Post # 1
DH and I want to buy a house.
We live in Canada (Ontario – the GTHA to be specific…one of the most expensive housing markets you’re going to find…)
We’ve recently discovered that his DC Pension Plan at his work has a nice sum for a downpayment in it. We also have a bunch of debts (car, student loans, credit cards…we’re trying to get those paid off).
I think we need a financial advisor to tell us what our best course of action is and the best way to take advantage of all the programs available – I used to work for a bank, so I have a pretty good idea of what we should do, but I’m not confident enough to tell DH ‘do this with your/our hard earned money’ without being worried it’s a mistake.
Where do we start trying to find an advisor? Is the bank the place to go? Do we go to a private firm? Any advice is appreciated!
Post # 2
DO NOT GO TO THE BANK. Please.
I work for financial advisors, and the crap that I see people come to us with, that the bank has advised them on, is scary.
I’ll put it this way, no matter what work the bank employee does for you, they are paid a salary. There’s a lot less drive to help people when your pay doesn’t rely on it.
Independant advisors work off commission. You pay them nothing, they get paid if they sell you a product. They will sit down with you and do an in-depth analysis of your goals, current finances, etc, and help lay out a plan for you.
As for finding an advisor, my first advice would be to ask friends or family if they have a recommendation. If you don’t have this as an option, look for independant advisors and ask for testimonials or references if possible. Call offices and ask what financial PLANNING services they migth provide.
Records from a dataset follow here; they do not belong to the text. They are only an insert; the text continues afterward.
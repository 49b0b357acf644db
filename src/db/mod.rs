mod adapter;
mod connection;
mod postgres;
mod query;
mod schema;

pub use adapter::*;
pub use connection::*;
pub use postgres::*;
pub use query::*;
pub use schema::*;
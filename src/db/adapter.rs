//! Capabilities the query builder and analyzer need from a database backend.
//!
//! `SqlFormatter` covers the pure, dialect-specific text rendering;
//! `DatabaseAdapter` adds execution. `DatabaseManager` is the
//! connection-level collaborator: execution plus connection metadata.
use anyhow::Result;
use async_trait::async_trait;
use serde_json::Value;

use super::query::{FilterOperator, QueryResult, TableFilter};
use crate::dialect::Dialect;

/// Dialect-specific rendering of identifiers, values and predicates.
pub trait SqlFormatter: Send + Sync {
    /// Quote an identifier, which may be schema-qualified.
    fn escape_identifier(&self, identifier: &str) -> String;

    /// Render a JSON value as a SQL literal.
    fn escape_value(&self, value: &Value) -> String {
        sql_literal(value)
    }

    /// Render one WHERE fragment for `filter`.
    ///
    /// An empty string means the filter contributes nothing and is dropped
    /// by the caller: a blank column, a missing comparison value, or an
    /// empty `IN` list.
    fn build_where_clause(&self, filter: &TableFilter) -> String {
        if filter.column.trim().is_empty() {
            return String::new();
        }
        let column = self.escape_identifier(&filter.column);

        match filter.operator {
            op if op.is_unary() => format!("{} {}", column, op.as_sql()),
            FilterOperator::In => match &filter.value {
                Value::Array(items) if items.is_empty() => String::new(),
                Value::Array(_) => format!("{} IN {}", column, self.escape_value(&filter.value)),
                Value::Null => String::new(),
                single => format!("{} IN ({})", column, self.escape_value(single)),
            },
            op => {
                if filter.value.is_null() {
                    return String::new();
                }
                format!("{} {} {}", column, op.as_sql(), self.escape_value(&filter.value))
            }
        }
    }

    /// Count expression for pagination totals. `None` means `COUNT(*)`.
    fn count_expression(&self) -> Option<String> {
        None
    }
}

#[async_trait]
pub trait DatabaseAdapter: SqlFormatter {
    /// Execute one statement on the given connection.
    ///
    /// Database errors come back as a failed `QueryResult`; `Err` is
    /// reserved for faults outside the database itself.
    async fn query(
        &self,
        connection_id: &str,
        sql: &str,
        session_id: Option<&str>,
    ) -> Result<QueryResult>;
}

#[async_trait]
pub trait DatabaseManager: Send + Sync {
    async fn query(
        &self,
        connection_id: &str,
        sql: &str,
        session_id: Option<&str>,
    ) -> Result<QueryResult>;

    /// Declared dialect of a connection, `None` when nothing is recorded.
    async fn connection_dialect(&self, connection_id: &str) -> Option<String>;
}

impl SqlFormatter for Dialect {
    fn escape_identifier(&self, identifier: &str) -> String {
        self.quote_identifier(identifier)
    }

    fn escape_value(&self, value: &Value) -> String {
        if self.backslash_escapes() {
            backslash_sql_literal(value)
        } else {
            sql_literal(value)
        }
    }

    fn count_expression(&self) -> Option<String> {
        Dialect::count_expression(self).map(str::to_string)
    }
}

/// Standard SQL literal for a JSON value. Strings are single-quoted with
/// embedded quotes doubled; arrays become a parenthesized list.
pub fn sql_literal(value: &Value) -> String {
    render_literal(value, false)
}

/// Literal for engines that read `\` as an escape inside strings (MySQL,
/// ClickHouse). Backslashes are doubled before quoting.
pub fn backslash_sql_literal(value: &Value) -> String {
    render_literal(value, true)
}

fn render_literal(value: &Value, backslash_escapes: bool) -> String {
    match value {
        Value::Null => "NULL".to_string(),
        Value::Bool(true) => "TRUE".to_string(),
        Value::Bool(false) => "FALSE".to_string(),
        Value::Number(n) => n.to_string(),
        Value::String(s) => quote_string(s, backslash_escapes),
        Value::Array(items) => {
            let rendered: Vec<String> = items
                .iter()
                .map(|item| render_literal(item, backslash_escapes))
                .collect();
            format!("({})", rendered.join(", "))
        }
        Value::Object(_) => quote_string(&value.to_string(), backslash_escapes),
    }
}

fn quote_string(s: &str, backslash_escapes: bool) -> String {
    let escaped = if backslash_escapes {
        s.replace('\\', "\\\\").replace('\'', "''")
    } else {
        s.replace('\'', "''")
    };
    format!("'{}'", escaped)
}
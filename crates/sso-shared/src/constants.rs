//! Application-wide constants

pub const DEFAULT_TOKEN_EXPIRY_SECONDS: i64 = 259_200;
/// Ten years.
pub const MAX_TOKEN_EXPIRY_SECONDS: i64 = 315_360_000;
pub const DEFAULT_COOKIE_NAME: &str = "sso_session";
pub const DEFAULT_COOKIE_PATH: &str = "/";
pub const MIN_SECRET_LENGTH: usize = 32;
pub const GENERATED_SECRET_BYTES: usize = 64;

/// Shared by the unknown-email and wrong-password paths.
pub const LOGIN_FAILED_MESSAGE: &str = "Login failed";

pub const DEFAULT_ARGON2_MEMORY_KIB: u32 = 19_456;
pub const DEFAULT_ARGON2_ITERATIONS: u32 = 2;
pub const DEFAULT_ARGON2_PARALLELISM: u32 = 1;
pub const DEFAULT_BCRYPT_COST: u32 = 12;
use axum::{
    routing::{get, post},
    Router,
};
use tower_http::trace::TraceLayer;

use crate::handlers::{auth, health};
use crate::state::AppState;

pub fn router(state: AppState) -> Router {
    Router::new()
        .route("/health", get(health::health_check))
        .route("/api/v1/auth/login", post(auth::login))
        .route("/api/v1/auth/logout", get(auth::logout).post(auth::logout))
        .route("/api/v1/auth/session", get(auth::session))
        .with_state(state)
        .layer(TraceLayer::new_for_http())
}
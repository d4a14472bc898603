// ============================================================================
// SSO Infrastructure - PostgreSQL User Repository
// File: crates/sso-infrastructure/src/database/postgres/user_repo_impl.rs
// ============================================================================

use async_trait::async_trait;
use sqlx::{FromRow, PgPool};
use tracing::{error, warn};
use uuid::Uuid;

use sso_core::domain::UserRecord;
use sso_core::error::DomainError;
use sso_core::repositories::UserRepository;
use sso_shared::UserRole;

pub struct PgUserRepository {
    pool: PgPool,
}

impl PgUserRepository {
    pub fn new(pool: PgPool) -> Self {
        Self { pool }
    }
}

// Internal row type for SQLx mapping
#[derive(Debug, FromRow)]
struct UserRow {
    pub id: Uuid,
    pub display_name: String,
    pub email: String,
    pub role: String,
    pub password_hash: String,
}

impl From<UserRow> for UserRecord {
    fn from(row: UserRow) -> Self {
        let role = UserRole::from_str(&row.role).unwrap_or_else(|| {
            warn!(user_id = %row.id, role = %row.role, "Unknown role stored, treating as standard");
            UserRole::Standard
        });
        UserRecord {
            id: row.id,
            display_name: row.display_name,
            email: row.email,
            role,
            password_hash: row.password_hash,
        }
    }
}

#[async_trait]
impl UserRepository for PgUserRepository {
    async fn find_by_email(&self, email: &str) -> Result<Option<UserRecord>, DomainError> {
        let row: Option<UserRow> = sqlx::query_as(
            r#"
            SELECT id, display_name, email, role, password_hash
            FROM users
            WHERE LOWER(email) = LOWER($1)
            "#
        )
        .bind(email)
        .fetch_optional(&self.pool)
        .await
        .map_err(|e: sqlx::Error| {
            error!("Database error finding user by email: {}", e);
            DomainError::RequestError(e.to_string())
        })?;

        Ok(row.map(|r| r.into()))
    }
}

#[cfg(test)]
mod tests {
    use super::*;

    fn row(role: &str) -> UserRow {
        UserRow {
            id: Uuid::new_v4(),
            display_name: "john smith".into(),
            email: "jsmith@gmail.com".into(),
            role: role.into(),
            password_hash: "$2b$04$hash".into(),
        }
    }

    #[test]
    fn test_row_maps_role() {
        let record: UserRecord = row("admin").into();
        assert_eq!(record.role, UserRole::Admin);
        assert_eq!(record.email, "jsmith@gmail.com");
    }

    #[test]
    fn test_unknown_role_falls_back_to_standard() {
        let record: UserRecord = row("superuser").into();
        assert_eq!(record.role, UserRole::Standard);
    }
}
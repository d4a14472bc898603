//! API error type and its mapping onto HTTP status codes.

use axum::{
    http::StatusCode,
    response::{IntoResponse, Response},
    Json,
};
use serde::Serialize;
use sso_core::DomainError;
use sso_security::TokenError;
use sso_shared::constants::LOGIN_FAILED_MESSAGE;
use thiserror::Error;

#[derive(Error, Debug)]
pub enum ApiError {
    #[error("{0}")]
    Unauthorized(String),

    #[error("{0}")]
    BadRequest(String),

    #[error("Internal error: {0}")]
    Internal(String),
}

#[derive(Serialize)]
struct ErrorResponse {
    error: String,
}

impl From<DomainError> for ApiError {
    fn from(err: DomainError) -> Self {
        match err {
            DomainError::LoginFailed => ApiError::Unauthorized(LOGIN_FAILED_MESSAGE.to_string()),
            // Lookup failures carry no credential information, so the detail is returned.
            DomainError::RequestError(message) => ApiError::BadRequest(message),
            DomainError::Token(e) => ApiError::from(e),
            other @ (DomainError::Internal(_) | DomainError::InvalidTransition { .. }) => {
                ApiError::Internal(other.to_string())
            }
        }
    }
}

impl From<TokenError> for ApiError {
    fn from(err: TokenError) -> Self {
        match err {
            TokenError::InvalidToken | TokenError::TokenExpired => {
                ApiError::Unauthorized(err.to_string())
            }
            other => ApiError::Internal(other.to_string()),
        }
    }
}

impl IntoResponse for ApiError {
    fn into_response(self) -> Response {
        let (status, message) = match self {
            ApiError::Unauthorized(msg) => {
                tracing::warn!("Unauthorized: {}", msg);
                (StatusCode::UNAUTHORIZED, msg)
            }
            ApiError::BadRequest(msg) => {
                tracing::warn!("Bad request: {}", msg);
                (StatusCode::BAD_REQUEST, msg)
            }
            ApiError::Internal(msg) => {
                tracing::error!("Internal error: {}", msg);
                (
                    StatusCode::INTERNAL_SERVER_ERROR,
                    "Internal server error".to_string(),
                )
            }
        };

        (status, Json(ErrorResponse { error: message })).into_response()
    }
}

#[cfg(test)]
mod tests {
    use super::*;
    use axum::body::to_bytes;

    async fn body_of(err: ApiError) -> (StatusCode, serde_json::Value) {
        let response = err.into_response();
        let status = response.status();
        let bytes = to_bytes(response.into_body(), usize::MAX).await.unwrap();
        (status, serde_json::from_slice(&bytes).unwrap())
    }

    #[tokio::test]
    async fn test_login_failed_is_401() {
        let (status, body) = body_of(DomainError::LoginFailed.into()).await;
        assert_eq!(status, StatusCode::UNAUTHORIZED);
        assert_eq!(body["error"], LOGIN_FAILED_MESSAGE);
    }

    #[tokio::test]
    async fn test_request_error_passes_detail_through() {
        let (status, body) = body_of(DomainError::RequestError("db down".into()).into()).await;
        assert_eq!(status, StatusCode::BAD_REQUEST);
        assert_eq!(body, serde_json::json!({ "error": "db down" }));
    }

    #[tokio::test]
    async fn test_token_errors_are_401() {
        let (status, body) = body_of(TokenError::TokenExpired.into()).await;
        assert_eq!(status, StatusCode::UNAUTHORIZED);
        assert_eq!(body["error"], "Token expired");

        let (status, _) = body_of(TokenError::InvalidToken.into()).await;
        assert_eq!(status, StatusCode::UNAUTHORIZED);
    }

    #[tokio::test]
    async fn test_domain_internal_is_500_without_detail() {
        let err: ApiError = DomainError::Internal("worker panicked: boom".into()).into();
        let (status, body) = body_of(err).await;
        assert_eq!(status, StatusCode::INTERNAL_SERVER_ERROR);
        assert_eq!(body, serde_json::json!({ "error": "Internal server error" }));
    }

    #[tokio::test]
    async fn test_internal_hides_detail() {
        let err: ApiError = DomainError::Token(TokenError::Creation("key broke".into())).into();
        let (status, body) = body_of(err).await;
        assert_eq!(status, StatusCode::INTERNAL_SERVER_ERROR);
        assert_eq!(body["error"], "Internal server error");
    }
}
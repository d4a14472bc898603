//! API Response wrapper

use serde::Serialize;
use chrono::Utc;

#[derive(Serialize)]
pub struct ApiResponse<T: Serialize> {
    pub success: bool,
    pub data: T,
    pub timestamp: String,
}

impl<T: Serialize> ApiResponse<T> {
    pub fn success(data: T) -> Self {
        Self {
            success: true,
            data,
            timestamp: Utc::now().to_rfc3339(),
        }
    }
}
//! Domain errors

use sso_security::TokenError;
use sso_shared::constants::LOGIN_FAILED_MESSAGE;
use thiserror::Error;

#[derive(Error, Debug)]
pub enum DomainError {
    /// Unknown email and wrong password collapse into this one variant.
    #[error("{}", LOGIN_FAILED_MESSAGE)]
    LoginFailed,

    /// Infrastructure failure; the message is passed through untouched.
    #[error("{0}")]
    RequestError(String),

    /// Fault inside the service itself; never shown to the client.
    #[error("Internal error: {0}")]
    Internal(String),

    #[error(transparent)]
    Token(#[from] TokenError),

    #[error("Invalid auth transition: {event} while {from}")]
    InvalidTransition {
        from: &'static str,
        event: &'static str,
    },
}
//! # SSO Infrastructure
//! 
//! Database adapters for the core's repository ports.

pub mod database;

pub use database::{create_pool, run_migrations, PgUserRepository};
I see a lot of crappy advisors and a lot of exceptional advisors for the company I work with…it can be difficult to find what is right for you…but it’s worth having somone who seriously knows their stuff and can help you down the right path.
Post # 3
+1 to the PP
If you’re sure you want to speak to a financial advisor, make sure you find a fee-only financial advisor, with a fiduciary duty to his clients. Only a small fraction of so called “financial advisors” actually fit that standard. Most are just glorified salesmen that will try to sell you on financial product that they get commission on. This site can help you find a fee-only CPA in your area: http://www.cfp.net/utility/find-a-cfp-professional. The very first thing you ask them should be whether they are bound by a ficudiary duty. If the answer is no, walk out.
That said, you probably don’t need a financial advisor for this situation. Based on what you’ve said here, your situation doesn’t sound particurarly complex or unique. There are plenty of resources you can use to read up on what to do. You are your own best advisor in most cases.
Post # 4
Sorry, I just realized that site I linked does not apply to you in Canada. Here is a similar resource that will help you find a CPA in Canada: https://kyfa.com/ . Same considerations apply though – make sure whomever you choose is fee-only (not percentage or commission based) and a fiduciary.
Post # 5
urchin: that’s what I figured – I used to work for a bank, I know how they operate. I’m pretty good at this stuff and have a pretty good idea of what we should do, but I know DH doesn’t always love when I determine what the best thing to do with our money is and was thinking professional advice might help, that said, we had a chat last night and he seems to agree with my suggestions.
The biggest thing we need to figure out is how the Canadian HBP works and what plans qualify and what don’t, and the best way to take advantage of them are.
Post # 6
I agree with other PPs. Go to a private firm with a fee only! Also, I suggest trying a couple and going with the one that fits you the most! I love my financial advisor and often go to their office just to chat. I can not see myself doing this with some of the others I was considering working with!
Post # 7
Looking for a ‘money coach’ instead of a financial advisor might help you find what other bees have suggested a little faster.